Apesar de ter sido repetido por várias rádios e canais de televisão, os eleitores da Concertação, a coalizão de centro-esquerda que governa o Chile desde 1990, não queriam acreditar até a declaração oficial do ministério do Interior: o direitista Sebastián Piñera será o novo presidente do país.
Com 6,9 milhões de votos válidos apurados, o candidato da Coalizão Pela Mudança liderava com 51,61% dos votos, enquanto Frei aparecia com 48,382%, segundo o subsecretário do Interior chileno, Patricio Rosende.
“Quero parabenizar Sebastián Piñera. A maioria dos chilenos deu a ele confiança para que conduza os destinos do país pelos próximos quatro anos, e desejo sucesso em sua gestão”, declarou Eduardo Frei, reconhecendo a derrota.
EFE/Claudio Reyes
Com a vitória de Piñera, a direita chilena volta ao Palácio de La Moneda pela via democrática, 52 anos depois da vitória de Jorge Alessandri em 1958. É também o primeiro conservador a se eleger desde o retorno do Chile à democracia, em 1990, após 17 anos do regime militar comandado por Augusto Pinochet (1973-1990).
Questão simbólica
“Para todos nós, que trabalhamos sobre os direitos humanos, não é um dia de alegria”, conta José Bengoa, professor na Universidade Academia de Humanismo Cristão de Santiago, em entrevista ao Opera Mundi por telefone.
Ele conta que com, o anúncio do resultado, “estão aparecendo na televisão várias figuras que tinham um papel muito importante durante a ditadura de Pinochet. A gente esperava que não fossem voltar nunca”, explica.
Para o professor, “a questão simbólica é a mais importante”, já que ele descarta qualquer mudança relevante na política econômica do país. “Piñera vai assumir o poder com um preço do cobre muito alto, o caixa do Estado cheio, não tem nenhuma razão para acabar com as políticas sociais, que são bem consolidadas no país”, disse Bengoa.
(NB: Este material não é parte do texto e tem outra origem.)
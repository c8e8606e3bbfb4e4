//! Infrastructure adapters for apismith.
//!
//! This crate implements the ports defined in `apismith_core::application::ports`:
//! the built-in FastAPI module catalog and its templates, the renderer,
//! filesystems, and loaders for project files and on-disk trees.

pub mod catalog;
pub mod filesystem;
pub mod loader;
pub mod renderer;
pub(crate) mod templates;

// Re-export commonly used adapters
pub use catalog::{BuiltinCatalog, generation_service, scaffold_service, sweep_service};
pub use filesystem::{LocalFilesystem, MemoryFilesystem};
pub use loader::{DiskTreeLoader, ProjectFile, load_project_file};
pub use renderer::BuiltinRenderer;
“A metade do Chile, que votou no candidato da Concertação, inicia hoje um Dacar de quatro anos”, diz o analista Tomas Mosciatti, em referência ao rali que acontece atualmente na Argentina e no Chile. “Eles devem meditar sobre as razões da derrota nos próximos dias”, acrescenta.
EFE/Claudio Reyes
Os analistas apontam o mal-estar no eleitorado chileno. Durante os últimos 20 anos, a Concertação conseguiu diminuir o nível de pobreza e consolidar a volta à democracia. No ano passado, o governo soube lidar com a crise econômica e financeira, multiplicando os subsídios às empresas para evitar uma explosão do desemprego, e criando novos programas sociais.
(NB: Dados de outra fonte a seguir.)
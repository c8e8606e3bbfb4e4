//! Project configuration files (`.toml` or `.json`).
//!
//! ```toml
//! project_name     = "shop-api"
//! structure        = "domain-driven"   # layered | domain-driven | flat
//! database         = "postgres"
//! auth_method      = "jwt"
//! cache_backend    = "redis"
//! task_queue       = "celery"
//! include_examples = true
//! ```
//!
//! Every key except `project_name` is optional; unset options are inferred
//! by the configuration builder.

use std::{fs, path::Path};

use serde::{Deserialize, Serialize};
use tracing::{debug, instrument};

use apismith_core::{
    application::ApplicationError,
    domain::{
        AuthMethod, Broker, CacheBackend, Database, LoggingLibrary, MigrationTool, Orm,
        ProjectConfig, PythonVersion, Structure, TaskQueue,
    },
    error::ApismithResult,
};

use super::load_failed;

/// Partial project configuration as written in a file or collected from
/// command-line flags.
#[derive(Debug, Clone, Default, PartialEq, Eq, Serialize, Deserialize)]
#[serde(deny_unknown_fields)]
pub struct ProjectFile {
    #[serde(alias = "name", skip_serializing_if = "Option::is_none")]
    pub project_name: Option<String>,
    #[serde(skip_serializing_if = "Option::is_none")]
    pub description: Option<String>,
    #[serde(skip_serializing_if = "Option::is_none")]
    pub author_name: Option<String>,
    #[serde(skip_serializing_if = "Option::is_none")]
    pub author_email: Option<String>,
    #[serde(skip_serializing_if = "Option::is_none")]
    pub python_version: Option<PythonVersion>,
    #[serde(skip_serializing_if = "Option::is_none")]
    pub structure: Option<Structure>,
    #[serde(skip_serializing_if = "Option::is_none")]
    pub database: Option<Database>,
    #[serde(skip_serializing_if = "Option::is_none")]
    pub orm: Option<Orm>,
    #[serde(skip_serializing_if = "Option::is_none")]
    pub migration_tool: Option<MigrationTool>,
    #[serde(skip_serializing_if = "Option::is_none")]
    pub auth_method: Option<AuthMethod>,
    #[serde(skip_serializing_if = "Option::is_none")]
    pub admin_panel: Option<bool>,
    #[serde(skip_serializing_if = "Option::is_none")]
    pub cache_backend: Option<CacheBackend>,
    #[serde(skip_serializing_if = "Option::is_none")]
    pub task_queue: Option<TaskQueue>,
    #[serde(skip_serializing_if = "Option::is_none")]
    pub broker: Option<Broker>,
    #[serde(skip_serializing_if = "Option::is_none")]
    pub logging: Option<LoggingLibrary>,
    #[serde(skip_serializing_if = "Option::is_none")]
    pub include_examples: Option<bool>,
    #[serde(skip_serializing_if = "Option::is_none")]
    pub docker: Option<bool>,
    #[serde(skip_serializing_if = "Option::is_none")]
    pub github_actions: Option<bool>,
    #[serde(skip_serializing_if = "Option::is_none")]
    pub pre_commit: Option<bool>,
}

impl ProjectFile {
    /// Overlay `other` on `self`: every option set in `other` wins.
    pub fn merge(self, other: ProjectFile) -> ProjectFile {
        ProjectFile {
            project_name: other.project_name.or(self.project_name),
            description: other.description.or(self.description),
            author_name: other.author_name.or(self.author_name),
            author_email: other.author_email.or(self.author_email),
            python_version: other.python_version.or(self.python_version),
            structure: other.structure.or(self.structure),
            database: other.database.or(self.database),
            orm: other.orm.or(self.orm),
            migration_tool: other.migration_tool.or(self.migration_tool),
            auth_method: other.auth_method.or(self.auth_method),
            admin_panel: other.admin_panel.or(self.admin_panel),
            cache_backend: other.cache_backend.or(self.cache_backend),
            task_queue: other.task_queue.or(self.task_queue),
            broker: other.broker.or(self.broker),
            logging: other.logging.or(self.logging),
            include_examples: other.include_examples.or(self.include_examples),
            docker: other.docker.or(self.docker),
            github_actions: other.github_actions.or(self.github_actions),
            pre_commit: other.pre_commit.or(self.pre_commit),
        }
    }

    /// Build and validate the configuration.
    pub fn into_config(self) -> ApismithResult<ProjectConfig> {
        let name = self
            .project_name
            .ok_or_else(|| ApplicationError::ValidationFailed("project name is required".into()))?;

        let mut builder = ProjectConfig::builder().name(name);
        if let Some(description) = self.description {
            builder = builder.description(description);
        }
        if let Some(author) = self.author_name {
            builder = builder.author_name(author);
        }
        if let Some(email) = self.author_email {
            builder = builder.author_email(email);
        }
        if let Some(version) = self.python_version {
            builder = builder.python_version(version);
        }
        if let Some(structure) = self.structure {
            builder = builder.structure(structure);
        }
        if let Some(database) = self.database {
            builder = builder.database(database);
        }
        if let Some(orm) = self.orm {
            builder = builder.orm(orm);
        }
        if let Some(tool) = self.migration_tool {
            builder = builder.migration_tool(tool);
        }
        if let Some(method) = self.auth_method {
            builder = builder.auth_method(method);
        }
        if let Some(enabled) = self.admin_panel {
            builder = builder.admin_panel(enabled);
        }
        if let Some(backend) = self.cache_backend {
            builder = builder.cache_backend(backend);
        }
        if let Some(queue) = self.task_queue {
            builder = builder.task_queue(queue);
        }
        if let Some(broker) = self.broker {
            builder = builder.broker(broker);
        }
        if let Some(logging) = self.logging {
            builder = builder.logging(logging);
        }
        if let Some(enabled) = self.include_examples {
            builder = builder.include_examples(enabled);
        }
        if let Some(enabled) = self.docker {
            builder = builder.docker(enabled);
        }
        if let Some(enabled) = self.github_actions {
            builder = builder.github_actions(enabled);
        }
        if let Some(enabled) = self.pre_commit {
            builder = builder.pre_commit(enabled);
        }

        Ok(builder.build()?)
    }
}

/// Parse a project file, choosing the format by extension.
#[instrument(fields(path = %path.display()))]
pub fn load_project_file(path: &Path) -> ApismithResult<ProjectFile> {
    let raw = fs::read_to_string(path).map_err(|e| load_failed(path, e.to_string()))?;

    let extension = path
        .extension()
        .and_then(|e| e.to_str())
        .map(str::to_ascii_lowercase);

    let file = match extension.as_deref() {
        Some("toml") => toml::from_str(&raw).map_err(|e| load_failed(path, e.to_string()))?,
        Some("json") => {
            serde_json::from_str(&raw).map_err(|e| load_failed(path, e.to_string()))?
        }
        other => {
            return Err(load_failed(
                path,
                format!("unsupported file extension {:?}", other.unwrap_or("")),
            ));
        }
    };

    debug!("project file loaded");
    Ok(file)
}

#[cfg(test)]
mod tests {
    use super::*;
    use apismith_core::error::ApismithError;
    use tempfile::TempDir;

    fn write(dir: &TempDir, name: &str, content: &str) -> std::path::PathBuf {
        let path = dir.path().join(name);
        fs::write(&path, content).unwrap();
        path
    }

    #[test]
    fn loads_toml_and_infers_the_rest() {
        let dir = TempDir::new().unwrap();
        let path = write(
            &dir,
            "project.toml",
            r#"
project_name = "shop-api"
structure = "domain-driven"
orm = "tortoise"
auth_method = "jwt"
task_queue = "dramatiq"
python_version = "3.11"
"#,
        );

        let config = load_project_file(&path).unwrap().into_config().unwrap();

        assert_eq!(config.project_name(), "shop-api");
        assert_eq!(config.structure(), Structure::DomainDriven);
        assert_eq!(config.migration_tool(), MigrationTool::Aerich);
        assert_eq!(config.broker(), Broker::Redis);
        assert_eq!(config.python_version(), PythonVersion::Py311);
    }

    #[test]
    fn loads_json() {
        let dir = TempDir::new().unwrap();
        let path = write(
            &dir,
            "project.json",
            r#"{"name": "svc", "database": "sqlite", "cache_backend": "in-memory"}"#,
        );

        let config = load_project_file(&path).unwrap().into_config().unwrap();
        assert_eq!(config.database(), Database::Sqlite);
        assert_eq!(config.cache_backend(), CacheBackend::InMemory);
    }

    #[test]
    fn unknown_keys_are_rejected() {
        let dir = TempDir::new().unwrap();
        let path = write(&dir, "project.toml", "project_name = \"svc\"\nframework = \"flask\"\n");

        let err = load_project_file(&path).unwrap_err();
        assert!(matches!(
            err,
            ApismithError::Application(ApplicationError::LoadFailed { .. })
        ));
    }

    #[test]
    fn unsupported_extension_is_rejected() {
        let dir = TempDir::new().unwrap();
        let path = write(&dir, "project.yaml", "project_name: svc\n");
        assert!(load_project_file(&path).is_err());
    }

    #[test]
    fn missing_file_is_a_load_error() {
        let err = load_project_file(Path::new("/no/such/project.toml")).unwrap_err();
        assert!(err.to_string().contains("project.toml"));
    }

    #[test]
    fn merge_prefers_the_overlay() {
        let base = ProjectFile {
            project_name: Some("from-file".into()),
            docker: Some(true),
            auth_method: Some(AuthMethod::Jwt),
            ..Default::default()
        };
        let flags = ProjectFile {
            project_name: Some("from-flags".into()),
            auth_method: Some(AuthMethod::Session),
            ..Default::default()
        };

        let merged = base.merge(flags);
        assert_eq!(merged.project_name.as_deref(), Some("from-flags"));
        assert_eq!(merged.auth_method, Some(AuthMethod::Session));
        assert_eq!(merged.docker, Some(true));
    }

    #[test]
    fn incompatible_file_fails_validation() {
        let file = ProjectFile {
            project_name: Some("svc".into()),
            orm: Some(Orm::Tortoise),
            admin_panel: Some(true),
            ..Default::default()
        };
        assert!(matches!(file.into_config(), Err(ApismithError::Domain(_))));
    }

    #[test]
    fn name_is_required() {
        assert!(ProjectFile::default().into_config().is_err());
    }
}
Transferência de popularidade
No entanto, os resultados mostram que a presidente Michelle Bachelet não conseguiu transferir sua grande aprovação popular (mais de 80%) para o candidato de sua coalizão.
Segundo os especialistas, uma grande parte dos eleitores rejeita a Concertação, considerando que era responsável pelo congelamento do sistema político. A coalizão deu um poder excessivo às cúpulas dos partidos e afastou lideranças independentes emergentes.
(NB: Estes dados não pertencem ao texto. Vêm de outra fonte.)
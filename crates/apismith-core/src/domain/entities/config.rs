//! The `ProjectConfig` aggregate root and its typestate builder.
//!
//! A `ProjectConfig` is the fully-resolved, validated set of choices for one
//! generated project. Unset options are inferred at build time and every
//! cross-option rule in `capabilities::CONSTRAINTS` is checked before the
//! value exists, so generation never discovers a contradiction.
//!
//! # Typestate builder
//!
//! `NoName` / `HasName` enforce at compile time that the project name is set
//! before anything else. Runtime validation still runs in `build()`.
//!
//! # Domain purity
//!
//! This module must not import `tracing`.

use std::fmt;
use std::marker::PhantomData;

use serde::Serialize;

use crate::domain::{
    capabilities,
    entities::render_context::{to_kebab_case, to_pascal_case, to_snake_case},
    error::DomainError,
    value_objects::{
        AuthMethod, Broker, CacheBackend, Database, LoggingLibrary, MigrationTool, Orm,
        PythonVersion, Structure, TaskQueue,
    },
};

const MAX_NAME_LEN: usize = 64;

// ── Aggregate root ────────────────────────────────────────────────────────────

/// A fully-validated project configuration. Immutable once built.
#[derive(Debug, Clone, PartialEq, Eq, Hash, Serialize)]
pub struct ProjectConfig {
    project_name: String,
    description: String,
    author_name: String,
    author_email: String,
    python_version: PythonVersion,
    structure: Structure,
    database: Database,
    orm: Orm,
    migration_tool: MigrationTool,
    auth_method: AuthMethod,
    admin_panel: bool,
    cache_backend: CacheBackend,
    task_queue: TaskQueue,
    broker: Broker,
    logging: LoggingLibrary,
    include_examples: bool,
    docker: bool,
    github_actions: bool,
    pre_commit: bool,
}

impl ProjectConfig {
    /// Start building a new `ProjectConfig`.
    pub fn builder() -> ProjectConfigBuilder<NoName> {
        ProjectConfigBuilder::new()
    }

    pub fn project_name(&self) -> &str {
        &self.project_name
    }
    pub fn description(&self) -> &str {
        &self.description
    }
    pub fn author_name(&self) -> &str {
        &self.author_name
    }
    pub fn author_email(&self) -> &str {
        &self.author_email
    }
    pub const fn python_version(&self) -> PythonVersion {
        self.python_version
    }
    pub const fn structure(&self) -> Structure {
        self.structure
    }
    pub const fn database(&self) -> Database {
        self.database
    }
    pub const fn orm(&self) -> Orm {
        self.orm
    }
    pub const fn migration_tool(&self) -> MigrationTool {
        self.migration_tool
    }
    pub const fn auth_method(&self) -> AuthMethod {
        self.auth_method
    }
    pub const fn admin_panel(&self) -> bool {
        self.admin_panel
    }
    pub const fn cache_backend(&self) -> CacheBackend {
        self.cache_backend
    }
    pub const fn task_queue(&self) -> TaskQueue {
        self.task_queue
    }
    pub const fn broker(&self) -> Broker {
        self.broker
    }
    pub const fn logging(&self) -> LoggingLibrary {
        self.logging
    }
    pub const fn include_examples(&self) -> bool {
        self.include_examples
    }
    pub const fn docker(&self) -> bool {
        self.docker
    }
    pub const fn github_actions(&self) -> bool {
        self.github_actions
    }
    pub const fn pre_commit(&self) -> bool {
        self.pre_commit
    }

    // ── Derived flags ────────────────────────────────────────────────────────

    pub const fn has_database(&self) -> bool {
        !self.database.is_none()
    }

    /// A database reached through an SQLAlchemy-style async session.
    pub const fn has_sql_session(&self) -> bool {
        self.has_database() && self.orm.is_sqlalchemy_family()
    }

    pub const fn has_auth(&self) -> bool {
        !matches!(self.auth_method, AuthMethod::None)
    }

    pub const fn has_cache(&self) -> bool {
        !matches!(self.cache_backend, CacheBackend::None)
    }

    pub const fn has_tasks(&self) -> bool {
        !matches!(self.task_queue, TaskQueue::None)
    }

    /// Example user domain (models, schemas, repository, service, routes).
    pub const fn has_user_examples(&self) -> bool {
        self.include_examples && self.has_database()
    }

    /// Python distribution / import-safe form of the project name.
    pub fn package_name(&self) -> String {
        to_snake_case(&self.project_name)
    }

    pub fn kebab_name(&self) -> String {
        to_kebab_case(&self.project_name)
    }

    pub fn pascal_name(&self) -> String {
        to_pascal_case(&self.project_name)
    }

    /// Compact one-line description of every option, used in sweep reports.
    pub fn label(&self) -> String {
        format!(
            "structure={} db={} orm={} migrations={} auth={} admin={} cache={} tasks={} broker={} logging={} examples={} docker={}",
            self.structure,
            self.database,
            self.orm,
            self.migration_tool,
            self.auth_method,
            self.admin_panel,
            self.cache_backend,
            self.task_queue,
            self.broker,
            self.logging,
            self.include_examples,
            self.docker,
        )
    }

    /// Re-check every invariant. Called by the builder.
    pub fn validate(&self) -> Result<(), DomainError> {
        validate_project_name(&self.project_name)?;
        capabilities::check_constraints(self)
    }
}

impl fmt::Display for ProjectConfig {
    fn fmt(&self, f: &mut fmt::Formatter<'_>) -> fmt::Result {
        write!(
            f,
            "{} ({}, {} + {})",
            self.project_name, self.structure, self.database, self.orm
        )
    }
}

/// Names must be usable as a directory, a distribution name and, after
/// snake-casing, a Python identifier.
pub fn validate_project_name(name: &str) -> Result<(), DomainError> {
    let reject = |reason: &str| {
        Err(DomainError::InvalidProjectName {
            name: name.into(),
            reason: reason.into(),
        })
    };

    let Some(first) = name.chars().next() else {
        return reject("name cannot be empty");
    };
    if !first.is_ascii_alphabetic() {
        return reject("name must start with a letter");
    }
    if name.len() > MAX_NAME_LEN {
        return reject("name is longer than 64 characters");
    }
    if let Some(bad) = name
        .chars()
        .find(|c| !(c.is_ascii_alphanumeric() || *c == '-' || *c == '_'))
    {
        return reject(&format!("character '{bad}' is not allowed"));
    }
    Ok(())
}

// ── Typestate markers ─────────────────────────────────────────────────────────

/// Marker: project name has not yet been set.
pub struct NoName;
/// Marker: project name has been set; options may now be configured.
pub struct HasName;

// ── Builder ───────────────────────────────────────────────────────────────────

/// Typestate builder for [`ProjectConfig`].
///
/// `orm`, `migration_tool` and `broker` stay `None` until `build()` so that
/// an explicit choice can be told apart from an inferred one.
pub struct ProjectConfigBuilder<N> {
    project_name: String,
    description: Option<String>,
    author_name: Option<String>,
    author_email: Option<String>,
    python_version: PythonVersion,
    structure: Structure,
    database: Database,
    orm: Option<Orm>,
    migration_tool: Option<MigrationTool>,
    auth_method: AuthMethod,
    admin_panel: bool,
    cache_backend: CacheBackend,
    task_queue: TaskQueue,
    broker: Option<Broker>,
    logging: LoggingLibrary,
    include_examples: bool,
    docker: bool,
    github_actions: bool,
    pre_commit: bool,
    _marker: PhantomData<N>,
}

impl ProjectConfigBuilder<NoName> {
    pub fn new() -> Self {
        Self {
            project_name: String::new(),
            description: None,
            author_name: None,
            author_email: None,
            python_version: PythonVersion::default(),
            structure: Structure::Layered,
            database: Database::Postgres,
            orm: None,
            migration_tool: None,
            auth_method: AuthMethod::None,
            admin_panel: false,
            cache_backend: CacheBackend::None,
            task_queue: TaskQueue::None,
            broker: None,
            logging: LoggingLibrary::Standard,
            include_examples: true,
            docker: false,
            github_actions: false,
            pre_commit: false,
            _marker: PhantomData,
        }
    }

    /// Set the project name. This transitions the builder to `HasName`.
    pub fn name(self, name: impl Into<String>) -> ProjectConfigBuilder<HasName> {
        ProjectConfigBuilder {
            project_name: name.into(),
            description: self.description,
            author_name: self.author_name,
            author_email: self.author_email,
            python_version: self.python_version,
            structure: self.structure,
            database: self.database,
            orm: self.orm,
            migration_tool: self.migration_tool,
            auth_method: self.auth_method,
            admin_panel: self.admin_panel,
            cache_backend: self.cache_backend,
            task_queue: self.task_queue,
            broker: self.broker,
            logging: self.logging,
            include_examples: self.include_examples,
            docker: self.docker,
            github_actions: self.github_actions,
            pre_commit: self.pre_commit,
            _marker: PhantomData,
        }
    }
}

impl Default for ProjectConfigBuilder<NoName> {
    fn default() -> Self {
        Self::new()
    }
}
Foi este processo que provocou as candidaturas dissidentes do jovem deputado socialista Marco Enriquez Ominami e do também socialista Jorge Arrate, que abandonou sua legenda para representar o partido comunista. Ambos conseguiram atrair, respectivamente, 20% e 6% dos votos.
“A Concertação paga hoje por seus erros, começando pela persistência de um sistema político e eleitoral desenhado por Pinochet”, analisa Bengoa. Segundo ele, um dos principais problemas é a falta de inscrição automática dos jovens no registro eleitoral. “Isso faz com que 3 milhões de jovens não tenham votado nessa eleição, por falta de interesse. Mas, no segundo turno, muitos deles teriam tentado impedir a volta da direita, se tivessem a possibilidade”, explica.
Situação paradoxal
Ele compara a situação à França de 2002, quando no segundo turno os jovens votaram de maneira maciça no presidente Jacques Chirac para evitar a eleição do ultra-direitista Jean-Marie Le Pen.
“Por causa disso, e da falta de abertura da Concertação, que não soube receber críticas durante os 20 anos no poder, estamos numa situação paradoxal: a maioria do país é de esquerda, mas temos um presidente de direita”, lembrando que, no primeiro turno, os votos de centro-esquerda, – somando os eleitores de Frei, Ominami e Arrate – chegaram a 56% do eleitorado, o que contradiz a teoria de uma tendência direitista da população chilena.